You can try this too.

http://www.theruststore.com/Rust-Converter-Gallon-P40C10.aspx


----------



## JNLP (Dec 13, 2007)

It's been a while for me on this one. The stuff I used reminded me of clay. Was some THICK stuff you had to mix with a little water so you could apply. You had to wire brush the surface then just slap it on. Worked really well if only I remembered what the heck it was. :blink:


----------



## bikerboy (Sep 16, 2007)

The stuff we are using is more like a thin paint. Dries almost clear and in about 30 minutes.


----------



## NEPS.US (Feb 6, 2008)

YubaPaintPro said:


> I am wondering if there are any products out there that you have had success with as it relates to DTR applications. I have an opportunity to maybe be involved with a job where corrosion is the key topic at hand. Not so concerned w/ appearance, but massive rust is currently an issue on vast steel beams on the interior of food processing plant.
> 
> We have 6-7 days only to complete the job......
> The plant will be not be operating.
> ...


This sounds like a disaster waiting to happen. How will you get rid of the surface rust without getting any on the machines? I've never heard of a paint that will bond a rust with a metal surface to allow a topcoat. Get back in your truck and drive to the next profitable job!


----------



## timhag (Sep 30, 2007)

YubaPaintPro said:


> I am wondering if there are any products out there that you have had success with as it relates to DTR applications. I have an opportunity to maybe be involved with a job where corrosion is the key topic at hand. Not so concerned w/ appearance, but massive rust is currently an issue on vast steel beams on the interior of food processing plant.
> 
> We have 6-7 days only to complete the job......
> The plant will be not be operating.
> ...


Cap the sh*t with vinyl.


----------



## JNLP (Dec 13, 2007)

http://zero-rust.com/
Looks like it could be what you're looking for?


----------



## timhag (Sep 30, 2007)

JMCP said:


> http://zero-rust.com/
> Looks like it could be what you're looking for?

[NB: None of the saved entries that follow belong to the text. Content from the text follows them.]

//! Clipboard access surface — the short-lived helper process.
//!
//! The orchestrator spawns one surface per session. It connects back
//! over the runtime channel as `Role::Surface`, performs exactly one
//! clipboard read, reports the outcome, and exits. Running the read
//! in its own process keeps clipboard permissions and focus concerns
//! out of the daemon.

pub mod source;

use std::time::Duration;

use crate::client::{ClientError, RuntimeClient};
use crate::ipc::protocol::Role;
use crate::payload::ClipboardPayload;
use source::{ClipboardEntry, ClipboardSource, SourceError, SystemSource};

/// Hard ceiling on a surface's lifetime. A read that has not finished
/// by then ends the session without a result.
const SESSION_CEILING: Duration = Duration::from_secs(30);

/// Window geometry, as passed by the orchestrator.
#[derive(Debug, Clone, Copy)]
pub struct SurfaceOptions {
    pub width: u32,
    pub height: u32,
}

#[derive(Debug, thiserror::Error)]
pub enum SurfaceError {
    #[error("runtime channel: {0}")]
    Client(#[from] ClientError),
}

/// Run the surface: one clipboard read, one result, exit.
pub async fn run(options: SurfaceOptions) -> Result<(), SurfaceError> {
    tracing::info!(
        width = options.width,
        height = options.height,
        "surface starting"
    );
    let mut client = RuntimeClient::connect(Role::Surface).await?;

    // Clipboard access is blocking; keep it off the runtime threads.
    let read = tokio::task::spawn_blocking(|| {
        let mut src = SystemSource::new()?;
        src.entries()
    });

    let outcome = match tokio::time::timeout(SESSION_CEILING, read).await {
        Err(_elapsed) => {
            tracing::warn!("clipboard read still pending at session ceiling");
            None
        }
        Ok(Err(join)) => {
            tracing::warn!(error = %join, "clipboard read task failed");
            Some((None, Some("clipboard_unreadable".to_string())))
        }
        Ok(Ok(Err(SourceError::NotFocused))) => {
            // Benign: the clipboard was unavailable to us. The session
            // ends silently, as if the user dismissed the helper.
            tracing::debug!("clipboard not available, closing silently");
            None
        }
        Ok(Ok(Err(SourceError::Empty))) => Some((None, Some("clipboard_unreadable".to_string()))),
        Ok(Ok(Err(SourceError::Unreadable(detail)))) => {
            tracing::warn!(%detail, "clipboard read failed");
            Some((None, Some("clipboard_unreadable".to_string())))
        }
        Ok(Ok(Ok(entries))) => match select_payload(entries) {
            Some(payload) => Some((Some(payload), None)),
            None => Some((None, Some("no_matching_content".to_string()))),
        },
    };

    if let Some((payload, error)) = outcome {
        client.clipboard_result(payload, error).await?;
    }

    // The orchestrator may already be killing us once the result is
    // in; a failed close is not worth reporting.
    if let Err(e) = client.close_helper().await {
        tracing::debug!(error = %e, "close_helper after result failed");
    }
    Ok(())
}

/// Pick the single representation that becomes the session's payload.
///
/// Images win over text. Opaque binary entries are sniffed for image
/// containers that platforms commonly mislabel.
pub fn select_payload(entries: Vec<ClipboardEntry>) -> Option<ClipboardPayload> {
    for entry in &entries {
        if entry.mime_type.starts_with("image/") {
            return Some(ClipboardPayload::from_bytes(&entry.mime_type, &entry.bytes));
        }
        if entry.mime_type == "application/octet-stream"
            && let Some(mime) = sniff_image(&entry.bytes)
        {
            return Some(ClipboardPayload::from_bytes(mime, &entry.bytes));
        }
    }
    entries
        .iter()
        .find(|e| e.mime_type == "text/plain")
        .map(|e| ClipboardPayload::from_bytes("text/plain", &e.bytes))
}

/// Recognize image containers hiding behind `application/octet-stream`.
fn sniff_image(bytes: &[u8]) -> Option<&'static str> {
    if bytes.len() >= 12 && &bytes[0..4] == b"RIFF" && &bytes[8..12] == b"WEBP" {
        return Some("image/webp");
    }
    None
}

#[cfg(test)]
mod tests {
    use super::*;

    fn entry(mime: &str, bytes: &[u8]) -> ClipboardEntry {
        ClipboardEntry {
            mime_type: mime.into(),
            bytes: bytes.to_vec(),
        }
    }

    #[test]
    fn image_wins_over_text() {
        let entries = vec![
            entry("text/plain", b"caption"),
            entry("image/png", b"\x89PNG data"),
        ];
        let payload = select_payload(entries).unwrap();
        assert_eq!(payload.mime_type, "image/png");
    }

    #[test]
    fn text_only_falls_back_to_text() {
        let entries = vec![entry("text/plain", b"hello")];
        let payload = select_payload(entries).unwrap();
        assert_eq!(payload.mime_type, "text/plain");
        assert_eq!(payload.decode().unwrap(), b"hello");
    }

    #[test]
    fn mislabeled_webp_is_sniffed() {
        let mut webp = b"RIFF".to_vec();
        webp.extend_from_slice(&[0x20, 0, 0, 0]);
        webp.extend_from_slice(b"WEBPVP8 ");
        let entries = vec![entry("application/octet-stream", &webp)];
        let payload = select_payload(entries).unwrap();
        assert_eq!(payload.mime_type, "image/webp");
    }

    #[test]
    fn unsniffable_binary_is_skipped() {
        let entries = vec![
            entry("application/octet-stream", b"not an image"),
            entry("text/plain", b"fallback"),
        ];
        let payload = select_payload(entries).unwrap();
        assert_eq!(payload.mime_type, "text/plain");
    }

    #[test]
    fn nothing_usable_yields_none() {
        let entries = vec![entry("application/octet-stream", b"opaque")];
        assert!(select_payload(entries).is_none());
        assert!(select_payload(vec![]).is_none());
    }

    #[test]
    fn first_image_entry_wins() {
        let entries = vec![
            entry("image/png", b"png bytes"),
            entry("image/jpeg", b"jpeg bytes"),
        ];
        let payload = select_payload(entries).unwrap();
        assert_eq!(payload.mime_type, "image/png");
    }
}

Looks like you could be what I'm looking for:boxing:


----------



## Z paint (Jan 16, 2008)

hang plastic canepy under beams and on top of some machines for safety and sand with vacuum attached...i like the capping idea but then u will never be able to see how good the integrity of the beams are in the future


----------



## Joewho (Apr 17, 2007)

Hammerite!


----------



## YubaPaintPro (Mar 2, 2008)

Hey all,
thx for the input. NEPS, don't think for a minute I haven't already thought of that! Especially while they were packaging green chile peppers. Yikes.

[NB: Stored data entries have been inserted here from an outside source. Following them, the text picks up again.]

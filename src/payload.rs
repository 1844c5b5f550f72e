//! Clipboard payload encoding — data URLs, pasted-file naming, sizes.
//!
//! A payload is the product of exactly one clipboard read. Content
//! bytes travel as a self-describing data URL so every hop of the
//! relay (surface → orchestrator → router → interceptor) can forward
//! it without re-encoding, and an image preview can use the string
//! directly as its `src`.

use base64::Engine;
use base64::engine::general_purpose::STANDARD as BASE64;
use serde::{Deserialize, Serialize};

/// Content + type pair produced by one clipboard read.
#[derive(Debug, Clone, Serialize, Deserialize, PartialEq, Eq)]
pub struct ClipboardPayload {
    /// `data:<mime>;base64,<content>` string.
    pub data: String,
    pub mime_type: String,
}

/// Payload decode errors.
#[derive(Debug, thiserror::Error, PartialEq, Eq)]
pub enum PayloadError {
    #[error("payload is not a base64 data URL")]
    NotADataUrl,
    #[error("invalid base64 content: {0}")]
    Base64(String),
}

impl ClipboardPayload {
    /// Encode raw content bytes into a data-URL payload.
    pub fn from_bytes(mime_type: &str, bytes: &[u8]) -> Self {
        Self {
            data: format!("data:{mime_type};base64,{}", BASE64.encode(bytes)),
            mime_type: mime_type.to_string(),
        }
    }

    /// Decode the data URL back into raw content bytes.
    pub fn decode(&self) -> Result<Vec<u8>, PayloadError> {
        let rest = self.data.strip_prefix("data:").ok_or(PayloadError::NotADataUrl)?;
        let (_, content) = rest
            .split_once(";base64,")
            .ok_or(PayloadError::NotADataUrl)?;
        BASE64
            .decode(content)
            .map_err(|e| PayloadError::Base64(e.to_string()))
    }

    pub fn is_image(&self) -> bool {
        self.mime_type.starts_with("image/")
    }

    /// Decoded size, computed from the base64 body without decoding.
    pub fn approx_size(&self) -> u64 {
        let body = self
            .data
            .split_once(";base64,")
            .map(|(_, b)| b)
            .unwrap_or("");
        let padding = body.chars().rev().take_while(|&c| c == '=').count();
        ((body.len() / 4 * 3).saturating_sub(padding)) as u64
    }
}

/// File extension for a MIME type.
///
/// Common types map explicitly; anything else falls back to the MIME
/// subtype, then to a generic binary extension.
pub fn extension_for(mime_type: &str) -> &str {
    match mime_type {
        "image/jpeg" => "jpg",
        "image/png" => "png",
        "image/gif" => "gif",
        "image/webp" => "webp",
        "image/svg+xml" => "svg",
        "image/bmp" => "bmp",
        "text/plain" => "txt",
        "application/pdf" => "pdf",
        "application/json" => "json",
        "application/xml" => "xml",
        "application/zip" => "zip",
        other => match other.split_once('/') {
            Some((_, subtype)) if !subtype.is_empty() => subtype,
            _ => "bin",
        },
    }
}

/// Deterministically-shaped name for a pasted file:
/// `pasted-file-<6 random chars>.<ext>`.
pub fn pasted_file_name(mime_type: &str) -> String {
    let suffix: String = uuid::Uuid::new_v4()
        .simple()
        .to_string()
        .chars()
        .take(6)
        .collect();
    format!("pasted-file-{suffix}.{}", extension_for(mime_type))
}

/// Human-readable size for the overlay's file-info line.
pub fn format_size(bytes: u64) -> String {
    if bytes == 0 {
        return "0 Bytes".to_string();
    }
    const UNITS: [&str; 4] = ["Bytes", "KB", "MB", "GB"];
    let exp = ((bytes as f64).ln() / 1024f64.ln()).floor() as usize;
    let exp = exp.min(UNITS.len() - 1);
    let value = bytes as f64 / 1024f64.powi(exp as i32);
    let mut rendered = format!("{value:.2}");
    while rendered.ends_with('0') {
        rendered.pop();
    }
    if rendered.ends_with('.') {
        rendered.pop();
    }
    format!("{rendered} {}", UNITS[exp])
}

/// Lossy text preview capped at `limit` characters, with an ellipsis
/// when truncated.
pub fn text_snippet(bytes: &[u8], limit: usize) -> String {
    let text = String::from_utf8_lossy(bytes);
    if text.chars().count() > limit {
        let truncated: String = text.chars().take(limit).collect();
        format!("{truncated}...")
    } else {
        text.into_owned()
    }
}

I have a product that is actually amazing for DTR, and I will let you know about it if/when we get the project. The real kicker for this project is the time frame and detail of the rusted trusses. I was hoping for any success w/ any industrial lines out there. Thanks for taking the time to respond.


----------



## Rustbuster (Mar 25, 2008)

By the sounds of it, the environment the structure is in is somewhat harsh and the steel has been exposed to corrosive agents. Overcoating the corrosion with anything will simply be a band-aid solution. DO NOT WARRANTY this work even if the coating supplier will stand behind it.


----------



## Base Painters (Apr 1, 2008)

PPG has a product just for this situation called Direct to Rust.


----------



## CApainter (Jun 29, 2007)

I've used the PPG DTR. It is a two component material that dries relatively fast for next day top coating. I haven't applied a single component material over it however. 

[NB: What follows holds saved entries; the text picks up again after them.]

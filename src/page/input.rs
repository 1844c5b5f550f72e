//! Synthetic file-input model.
//!
//! Stands in for the host application's file input controls. The
//! interceptor assigns pasted or dropped files here and records the
//! notification events the host would observe, in order.

use std::sync::atomic::{AtomicU64, Ordering};

/// Identity of one observed file input.
#[derive(Debug, Clone, Copy, PartialEq, Eq, Hash)]
pub struct InputId(u64);

impl InputId {
    pub fn new() -> Self {
        static COUNTER: AtomicU64 = AtomicU64::new(1);
        Self(COUNTER.fetch_add(1, Ordering::Relaxed))
    }
}

/// A file constructed from relay bytes rather than a real filesystem
/// path.
#[derive(Debug, Clone, PartialEq, Eq)]
pub struct SyntheticFile {
    pub name: String,
    pub mime_type: String,
    pub bytes: Vec<u8>,
}

/// Notifications the host observes after an assignment, in order.
#[derive(Debug, Clone, Copy, PartialEq, Eq)]
pub enum InputEvent {
    Change,
    Input,
}

/// One file input under interception.
#[derive(Debug)]
pub struct FileInput {
    id: InputId,
    multiple: bool,
    files: Vec<SyntheticFile>,
    events: Vec<InputEvent>,
}

impl FileInput {
    pub fn new(multiple: bool) -> Self {
        Self {
            id: InputId::new(),
            multiple,
            files: Vec::new(),
            events: Vec::new(),
        }
    }

    pub fn id(&self) -> InputId {
        self.id
    }

    pub fn multiple(&self) -> bool {
        self.multiple
    }

    /// Replace the input's file list and record the change/input
    /// notification pair.
    pub fn assign(&mut self, files: Vec<SyntheticFile>) {
        self.files = files;
        self.events.push(InputEvent::Change);
        self.events.push(InputEvent::Input);
    }

    pub fn files(&self) -> &[SyntheticFile] {
        &self.files
    }

    /// Drain pending notification events.
    pub fn take_events(&mut self) -> Vec<InputEvent> {
        std::mem::take(&mut self.events)
    }
}

/// Hands an activation back to the host's own file picker.
///
/// Injected so the interceptor can be tested without any UI, and so
/// embedders can decide what "the native picker" means for them.
pub trait PickerInvoker {
    fn open_native_picker(&mut self, input: InputId);
}

/// Picker that does nothing. Useful where the host wires its own
/// passthrough handling.
#[derive(Debug, Default)]
pub struct NoopPicker;

impl PickerInvoker for NoopPicker {
    fn open_native_picker(&mut self, _input: InputId) {}
}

Check out Devoe's industrial line. Their Bar Rust is a good product. Also an epoxy.

BM's Rust converter is a single component material. It blackens the rusty surface, but leaves an ashy residue that should be wiped off.(smells like sulpher when gassing out).

Even though complete removal of rust is preferred for many coatings, e.g. abrasive blast, it is often impractical due to environmental impact, and time constraints. More products are and should be designed to address these problems.

Looking forward to more info on your product Yuba.


----------



## Libertine (Apr 6, 2008)

http://www.por15.com/

expensive though...


----------



## Joewho (Apr 17, 2007)

http://www.kilz.com/pages/default.aspx?NavID=42


----------